I suppose this might be tricky, as this is a already synthetic voice with a lot of random pitch and formant shifts, which is unusual for human voices. Algorithms like Taco or VITS might have problems to “learn” that…

yes, it is, but the german version.

vits worked pretty good tbh. After 30k steps it was able to say a few things, and it was still learning.

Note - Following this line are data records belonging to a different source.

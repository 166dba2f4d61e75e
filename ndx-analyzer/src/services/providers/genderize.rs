//! genderize.io client
//!
//! Free statistics lookup, no credential. Upstream failures never escape as
//! `Err`: they become an `unknown@0` prediction with `error` set and
//! `fallback` flagged, so the orchestrator can recover with the rule-based
//! classifier.

use super::{Classifier, ProviderError};
use crate::models::Credentials;
use async_trait::async_trait;
use governor::{DefaultDirectRateLimiter, Quota, RateLimiter};
use ndx_common::api::{Gender, Prediction, ProviderId};
use reqwest::Client;
use serde::Deserialize;
use serde_json::{Map, Value};
use std::num::NonZeroU32;

/// Outbound politeness quota
const REQUESTS_PER_SECOND: u32 = 10;

/// genderize.io lookup response
#[derive(Debug, Deserialize)]
struct GenderizeResponse {
    gender: Option<String>,
    probability: Option<f64>,
    count: Option<u64>,
    country_id: Option<String>,
}

pub struct GenderizeClassifier {
    client: Client,
    base_url: String,
    rate_limiter: DefaultDirectRateLimiter,
}

impl GenderizeClassifier {
    pub fn new(client: Client, base_url: String) -> Self {
        let per_second = NonZeroU32::new(REQUESTS_PER_SECOND).unwrap_or(NonZeroU32::MIN);
        Self {
            client,
            base_url,
            rate_limiter: RateLimiter::direct(Quota::per_second(per_second)),
        }
    }

    async fn lookup(&self, first_name: &str) -> Result<Prediction, ProviderError> {
        self.rate_limiter.until_ready().await;

        tracing::debug!(name = %first_name, "Querying genderize");

        let response = self
            .client
            .get(&self.base_url)
            .query(&[("name", first_name)])
            .send()
            .await?;

        let status = response.status();
        if !status.is_success() {
            let body = response.text().await.unwrap_or_default();
            return Err(ProviderError::Api {
                status: status.as_u16(),
                body,
            });
        }

        let data: GenderizeResponse = response
            .json()
            .await
            .map_err(|e| ProviderError::Parse(format!("Invalid genderize response: {}", e)))?;

        Ok(to_prediction(data))
    }
}

fn to_prediction(data: GenderizeResponse) -> Prediction {
    let value = match data.gender.as_deref() {
        Some("male") => Gender::Male,
        Some("female") => Gender::Female,
        _ => Gender::Unknown,
    };

    let confidence = match (value, data.probability) {
        (Gender::Unknown, _) | (_, None) => 0,
        (_, Some(p)) => (p.clamp(0.0, 1.0) * 100.0).round() as u8,
    };

    let mut metadata = Map::new();
    metadata.insert("count".to_string(), data.count.map_or(Value::Null, Value::from));
    metadata.insert(
        "probability".to_string(),
        data.probability.map_or(Value::Null, Value::from),
    );
    metadata.insert(
        "country_id".to_string(),
        data.country_id.map_or(Value::Null, Value::from),
    );

    Prediction::new(value, confidence, ProviderId::Genderize).with_metadata(metadata)
}

#[async_trait]
impl Classifier for GenderizeClassifier {
    fn provider(&self) -> ProviderId {
        ProviderId::Genderize
    }

    async fn classify(
        &self,
        first_name: &str,
        _credentials: &Credentials,
    ) -> Result<Prediction, ProviderError> {
        match self.lookup(first_name).await {
            Ok(prediction) => Ok(prediction),
            Err(err) => {
                tracing::warn!(name = %first_name, error = %err, "Genderize lookup failed");
                let mut prediction = Prediction::failure(ProviderId::Genderize, err.to_string());
                prediction.fallback = true;
                Ok(prediction)
            }
        }
    }
}

#[cfg(test)]
mod tests {
    use super::*;
    use crate::services::providers::http_client;
    use axum::{extract::Query, http::StatusCode, routing::get, Json, Router};
    use serde_json::json;
    use std::collections::HashMap;
    use std::time::Duration;

    async fn spawn(router: Router) -> String {
        let listener = tokio::net::TcpListener::bind("127.0.0.1:0").await.unwrap();
        let addr = listener.local_addr().unwrap();
        tokio::spawn(async move {
            axum::serve(listener, router).await.unwrap();
        });
        format!("http://{}", addr)
    }

    fn classifier(url: String) -> GenderizeClassifier {
        GenderizeClassifier::new(http_client(Duration::from_secs(2)).unwrap(), url)
    }

    #[test]
    fn test_null_gender_is_unknown_zero() {
        let p = to_prediction(GenderizeResponse {
            gender: None,
            probability: Some(0.0),
            count: Some(0),
            country_id: None,
        });
        assert_eq!((p.value, p.confidence), (Gender::Unknown, 0));
        assert!(!p.has_error());
    }

    #[tokio::test]
    async fn test_probability_maps_to_confidence() {
        let router = Router::new().route(
            "/",
            get(|Query(q): Query<HashMap<String, String>>| async move {
                Json(json!({
                    "name": q.get("name").cloned().unwrap_or_default(),
                    "gender": "female",
                    "probability": 0.97,
                    "count": 1234
                }))
            }),
        );
        let url = spawn(router).await;

        let p = classifier(url).classify("Maria", &Credentials::new()).await.unwrap();
        assert_eq!(p.value, Gender::Female);
        assert_eq!(p.confidence, 97);
        assert_eq!(p.provider, ProviderId::Genderize);
        assert!(!p.fallback);
        let metadata = p.metadata.unwrap();
        assert_eq!(metadata["count"], json!(1234));
        assert_eq!(metadata["probability"], json!(0.97));
    }

    #[tokio::test]
    async fn test_upstream_error_becomes_flagged_prediction() {
        let router = Router::new().route(
            "/",
            get(|| async { (StatusCode::TOO_MANY_REQUESTS, "quota exceeded") }),
        );
        let url = spawn(router).await;

        let p = classifier(url).classify("Maria", &Credentials::new()).await.unwrap();
        assert_eq!((p.value, p.confidence), (Gender::Unknown, 0));
        assert!(p.fallback);
        assert!(p.error.unwrap().contains("429"));
    }

    #[tokio::test]
    async fn test_malformed_body_becomes_flagged_prediction() {
        let router = Router::new().route("/", get(|| async { "not json" }));
        let url = spawn(router).await;

        let p = classifier(url).classify("Maria", &Credentials::new()).await.unwrap();
        assert!(p.has_error());
        assert!(p.fallback);
    }
}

But my computer restarted and now I’m unable to continue the same training, since i get a wired message when i try to run it with the --continue-path flag:

Traceback (most recent call last): File "/usr/local/lib/python3.8/dist-packages/trainer/trainer.py", line 
1533, in fit self._fit() File "/usr/local/lib/python3.8/dist-packages/trainer/trainer.py", line 1521, in _fit 
self.test_run() File "/usr/local/lib/python3.8/dist-packages/trainer/trainer.py", line 1439, in test_run 
test_outputs = self.model.test_run(self.training_assets) File "/usr/local/lib/python3.8/dist-packages
/torch/autograd/grad_mode.py", line 28, in decorate_context return func(*args, **kwargs) File "/home
/administrator/TTS/TTS/tts/models/vits.py", line 1381, in test_run wav, alignment, _, _ = synthesis( File
 "/home/administrator/TTS/TTS/tts/utils/synthesis.py", line 180, in synthesis 
model.tokenizer.text_to_ids(text, language=language_id), File "/home/administrator/TTS/TTS/tts/utils
/text/tokenizer.py", line 109, in text_to_ids text = self.phonemizer.phonemize(text, separator="") File 
"/home/administrator/TTS/TTS/tts/utils/text/phonemizers/base.py", line 130, in phonemize text, 
punctuations = self._phonemize_preprocess(text) File "/home/administrator/TTS/TTS/tts/utils
/text/phonemizers/base.py", line 102, in _phonemize_preprocess text = text.strip() AttributeError: 
'NoneType' object has no attribute 'strip'



Are there models that could fit better for a already synthetic voice?

@synesthesiam But gradual training might more be at steps 10k, 50k, 100k and should look (imho) something like this from my current DDC training.